Required action:
Retype the records below from their first line through the line containing "writes the result", and include nothing else.

"""

//! Report, export and merge commands.
//!
//! Every command:
//! 1. Validates its query arguments
//! 2. Loads and merges the dump files
//! 3. Applies excludes, matches and the sort
//! 4. Renders or writes the result

use super::models::{QueryArgs, SourceArgs};
use crate::output::{report, to_json_string, to_tree, write_dump, write_json};
use crate::parser::Loader;
use crate::store::{DataSet, SortField};
use anyhow::{Context, Result};
use log::{debug, info};
use std::path::Path;
use std::time::Instant;

/// Check query arguments before any file is touched
///
/// **Public** - a bad flag must not consume files read with delete
pub fn validate_query(query: &QueryArgs) -> Result<()> {
    query
        .sort
        .parse::<SortField>()
        .context("Invalid --sort value")?;

    for filter in query.excludes.iter().chain(&query.matches) {
        filter
            .matcher(query.case_sensitive)
            .with_context(|| format!("Invalid filter {}={}", filter.key, filter.value))?;
    }

    Ok(())
}

/// Load every source file into one data set
pub fn load_dataset(source: &SourceArgs) -> Result<DataSet> {
    let start_time = Instant::now();

    let data = Loader::new(source.to_load_options())
        .load()
        .context("Failed to load dump files")?;

    debug!(
        "Loaded {} records in {:.2}s",
        data.count(),
        start_time.elapsed().as_secs_f64()
    );

    Ok(data)
}

/// Apply excludes, then matches, then the sort
pub fn apply_query(data: &mut DataSet, query: &QueryArgs) -> Result<()> {
    for filter in &query.excludes {
        let matcher = filter.matcher(query.case_sensitive)?;
        let left = data.exclude(&filter.key, &matcher)?;
        info!("Excluded {}={}: {} records left", filter.key, filter.value, left);
    }

    for filter in &query.matches {
        let matcher = filter.matcher(query.case_sensitive)?;
        let left = data.match_key(&filter.key, &matcher)?;
        info!("Matched {}={}: {} records left", filter.key, filter.value, left);
    }

    data.sort(&query.sort, query.reverse)?;
    Ok(())
}

/// Build the text report for the top `number` records
///
/// **Public** - main entry point for `report`
pub fn execute_report(source: &SourceArgs, query: &QueryArgs, number: usize) -> Result<String> {
    validate_query(query)?;
    let mut data = load_dataset(source)?;
    apply_query(&mut data, query)?;
    Ok(report(&data, number))
}

/// Export the hierarchical view as JSON
///
/// Returns the JSON text when no output path is given.
pub fn execute_tree(source: &SourceArgs, output: Option<&Path>) -> Result<Option<String>> {
    let data = load_dataset(source)?;
    let tree = to_tree(data.records());

    match output {
        Some(path) => {
            write_json(&tree, path).context("Failed to write tree JSON")?;
            info!("✓ Tree written to: {}", path.display());
            Ok(None)
        }
        None => Ok(Some(to_json_string(&tree)?)),
    }
}

/// Export the filtered, sorted record list as JSON
///
/// Returns the JSON text when no output path is given.
pub fn execute_nodes(
    source: &SourceArgs,
    query: &QueryArgs,
    output: Option<&Path>,
) -> Result<Option<String>> {
    validate_query(query)?;
    let mut data = load_dataset(source)?;
    apply_query(&mut data, query)?;

    match output {
        Some(path) => {
            write_json(data.records(), path).context("Failed to write nodes JSON")?;
            info!("✓ {} records written to: {}", data.count(), path.display());
            Ok(None)
        }
        None => Ok(Some(to_json_string(data.records())?)),
    }
}

/// Merge all sources into a single dump file at `output`
pub fn execute_merge(source: &SourceArgs, output: &Path) -> Result<()> {
    let data = load_dataset(source)?;

    write_dump(&data, output).context("Failed to write merged dump")?;
    info!("✓ Merged dump written to: {}", output.display());
    Ok(())
}
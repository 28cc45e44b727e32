//! Views and writers over a loaded data set.
//!
//! This module handles:
//! - Text reports (per-record blocks and the full report)
//! - Hierarchical tree export
//! - Dump-file and JSON writers

pub mod dump;
pub mod json;
pub mod report;
pub mod tree;

// Re-export main functions
pub use dump::{dump_to_string, write_dump, write_dump_to};
pub use json::{to_json_string, write_json};
pub use report::{format_record, report};
pub use tree::{to_tree, Tree, TreeNode};
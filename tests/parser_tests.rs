use profdata::parser::{escape_key, unescape_key, LoadOptions, Loader};
use profdata::utils::error::LoadError;
use std::fs;
use std::path::PathBuf;
use tempfile::TempDir;

fn write_dump(dir: &TempDir, name: &str, contents: &str) -> PathBuf {
    let path = dir.path().join(name);
    fs::write(&path, contents).unwrap();
    path
}

const FILE_A: &str = "DBI::ProfileDumper 2.0\nPath = (Statement)\nProgram = app.pl\n\n\
                      + 1 SELECT 1\n= 1 0.01 0.01 0.01 0.01 100.0 100.01\n";
const FILE_B: &str = "DBI::ProfileDumper 2.1\nPath = (Statement)\n\n\
                      + 1 SELECT 1\n= 2 0.04 0.015 0.015 0.025 200.0 200.05\n";

#[test]
fn test_two_files_merge_into_one_record() {
    let dir = TempDir::new().unwrap();
    let a = write_dump(&dir, "a.prof", FILE_A);
    let b = write_dump(&dir, "b.prof", FILE_B);

    let data = Loader::new(LoadOptions::from_files([a, b])).load().unwrap();

    assert_eq!(data.count(), 1);
    let record = &data.records()[0];
    assert_eq!(record.path, vec!["SELECT 1"]);
    assert_eq!(record.stats.count, 3);
    assert!((record.stats.total - 0.05).abs() < 1e-12);
    assert_eq!(record.stats.shortest, 0.01);
    assert_eq!(record.stats.longest, 0.025);
    assert_eq!(record.stats.first, 0.01);
    assert_eq!(record.stats.first_at, 100.0);
    assert_eq!(record.stats.last_at, 200.05);
}

#[test]
fn test_first_duration_follows_file_order() {
    let dir = TempDir::new().unwrap();
    let a = write_dump(&dir, "a.prof", FILE_A);
    let b = write_dump(&dir, "b.prof", FILE_B);

    let data = Loader::new(LoadOptions::from_files([b, a])).load().unwrap();

    assert_eq!(data.records()[0].stats.first, 0.015);
    assert_eq!(data.records()[0].stats.first_at, 100.0);
}

#[test]
fn test_header_comes_from_first_file() {
    let dir = TempDir::new().unwrap();
    let empty = write_dump(&dir, "empty.prof", "");
    let b = write_dump(&dir, "b.prof", FILE_B);
    let a = write_dump(&dir, "a.prof", FILE_A);

    let data = Loader::new(LoadOptions::from_files([empty, b, a]))
        .load()
        .unwrap();

    assert_eq!(data.header().profiler, "DBI::ProfileDumper 2.1");
    assert_eq!(data.header().get("Path"), Some("(Statement)"));
    assert_eq!(data.header().get("Program"), None);
    assert_eq!(data.sort_label(), "none");
}

#[test]
fn test_single_file_option_wins_over_list() {
    let dir = TempDir::new().unwrap();
    let a = write_dump(&dir, "a.prof", FILE_A);
    let b = write_dump(&dir, "b.prof", FILE_B);

    let options = LoadOptions {
        file: Some(a),
        files: vec![b],
        ..LoadOptions::default()
    };
    let data = Loader::new(options).load().unwrap();

    assert_eq!(data.records()[0].stats.count, 1);
}

#[test]
fn test_nested_paths_and_multiline_keys() {
    let dir = TempDir::new().unwrap();
    let path = write_dump(
        &dir,
        "nested.prof",
        "Prof\n\n\
         + 1 SELECT *\\nFROM t\n+ 2 execute\n= 1 1 1 1 1 1 1\n\
         + 2 fetch\n= 4 2 0.5 0.5 0.5 1 2\n\
         + 1 literal \\\\n\n+ 2 execute\n= 1 1 1 1 1 1 1\n",
    );

    let data = Loader::new(LoadOptions::from_file(path)).load().unwrap();

    assert_eq!(data.count(), 3);
    assert_eq!(data.records()[0].path, vec!["SELECT *\nFROM t", "execute"]);
    assert_eq!(data.records()[1].path, vec!["SELECT *\nFROM t", "fetch"]);
    assert_eq!(data.records()[2].path, vec!["literal \\n", "execute"]);
}

#[test]
fn test_filter_normalizes_before_merge() {
    let dir = TempDir::new().unwrap();
    let path = write_dump(
        &dir,
        "filter.prof",
        "Prof\n\n+ 1 SELECT * FROM t WHERE id = 1\n= 1 1 1 1 1 1 1\n\
         + 1 SELECT * FROM t WHERE id = 42\n= 2 2 1 1 1 2 3\n",
    );

    let mut calls = 0;
    let data = Loader::new(LoadOptions::from_file(path))
        .with_filter(|segments, _stats| {
            calls += 1;
            segments[0] = segments[0]
                .split_whitespace()
                .map(|word| if word.parse::<u64>().is_ok() { "N" } else { word })
                .collect::<Vec<_>>()
                .join(" ");
        })
        .load()
        .unwrap();

    assert_eq!(calls, 2);
    assert_eq!(data.count(), 1);
    assert_eq!(data.records()[0].path, vec!["SELECT * FROM t WHERE id = N"]);
    assert_eq!(data.records()[0].stats.count, 3);
}

#[test]
fn test_delete_after_read_removes_files() {
    let dir = TempDir::new().unwrap();
    let a = write_dump(&dir, "a.prof", FILE_A);

    let options = LoadOptions::from_file(&a).with_delete_after_read(true);
    let data = Loader::new(options).load().unwrap();

    assert_eq!(data.count(), 1);
    assert!(!a.exists());
    assert!(!dir.path().join("a.prof.deleteme").exists());
}

#[test]
fn test_loading_without_lock() {
    let dir = TempDir::new().unwrap();
    let a = write_dump(&dir, "a.prof", FILE_A);

    let data = Loader::new(LoadOptions::from_file(a).with_lock_file(false))
        .load()
        .unwrap();

    assert_eq!(data.count(), 1);
}

#[test]
fn test_missing_file_is_fatal() {
    let dir = TempDir::new().unwrap();
    let missing = dir.path().join("missing.prof");

    let err = Loader::new(LoadOptions::from_file(&missing)).load().unwrap_err();
    assert!(matches!(err, LoadError::Open { .. }));

    let err = Loader::new(LoadOptions::from_file(&missing).with_delete_after_read(true))
        .load()
        .unwrap_err();
    assert!(matches!(err, LoadError::Rename { .. }));
}

#[test]
fn test_parse_errors_name_file_and_line() {
    let dir = TempDir::new().unwrap();
    let good = write_dump(&dir, "good.prof", FILE_A);
    let bad = write_dump(&dir, "bad.prof", "Prof\n\n+ 1 a\n= 1 1 1\n");

    let err = Loader::new(LoadOptions::from_files([good, bad]))
        .load()
        .unwrap_err();

    assert_eq!(err.line(), Some(4));
    let message = err.to_string();
    assert!(message.contains("bad.prof"), "{}", message);
    assert!(message.contains("line 4"), "{}", message);
}

#[test]
fn test_oversized_depth_is_fatal() {
    let dir = TempDir::new().unwrap();
    let bad = write_dump(&dir, "deep.prof", "Prof\n\n+ 18446744073709551615 x\n= 1 1 1 1 1 1 1\n");

    let err = Loader::new(LoadOptions::from_file(bad)).load().unwrap_err();

    assert!(matches!(err, LoadError::InvalidLine { line: 3, .. }));
    assert!(err.to_string().contains("deep.prof"));
}

#[test]
fn test_bad_header_in_later_file_is_fatal() {
    let dir = TempDir::new().unwrap();
    let good = write_dump(&dir, "good.prof", FILE_A);
    let bad = write_dump(&dir, "bad.prof", "Prof\nnot a header line\n\n");

    let err = Loader::new(LoadOptions::from_files([good, bad]))
        .load()
        .unwrap_err();

    assert!(matches!(err, LoadError::Header { line: 2, .. }));
}

#[test]
fn test_escape_round_trip() {
    let samples = [
        "SELECT 1\nFROM dual",
        "windows\r\nline",
        "C:\\path\\to",
        "already escaped \\n stays literal",
        "\\\n\\\r\\\\",
    ];

    for sample in samples {
        assert_eq!(unescape_key(&escape_key(sample)), sample);
    }
}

"""

Response to the exercise:
//! Report, export and merge commands.
//!
//! Every command:
//! 1. Validates its query arguments
//! 2. Loads and merges the dump files
//! 3. Applies excludes, matches and the sort
//! 4. Renders or writes the result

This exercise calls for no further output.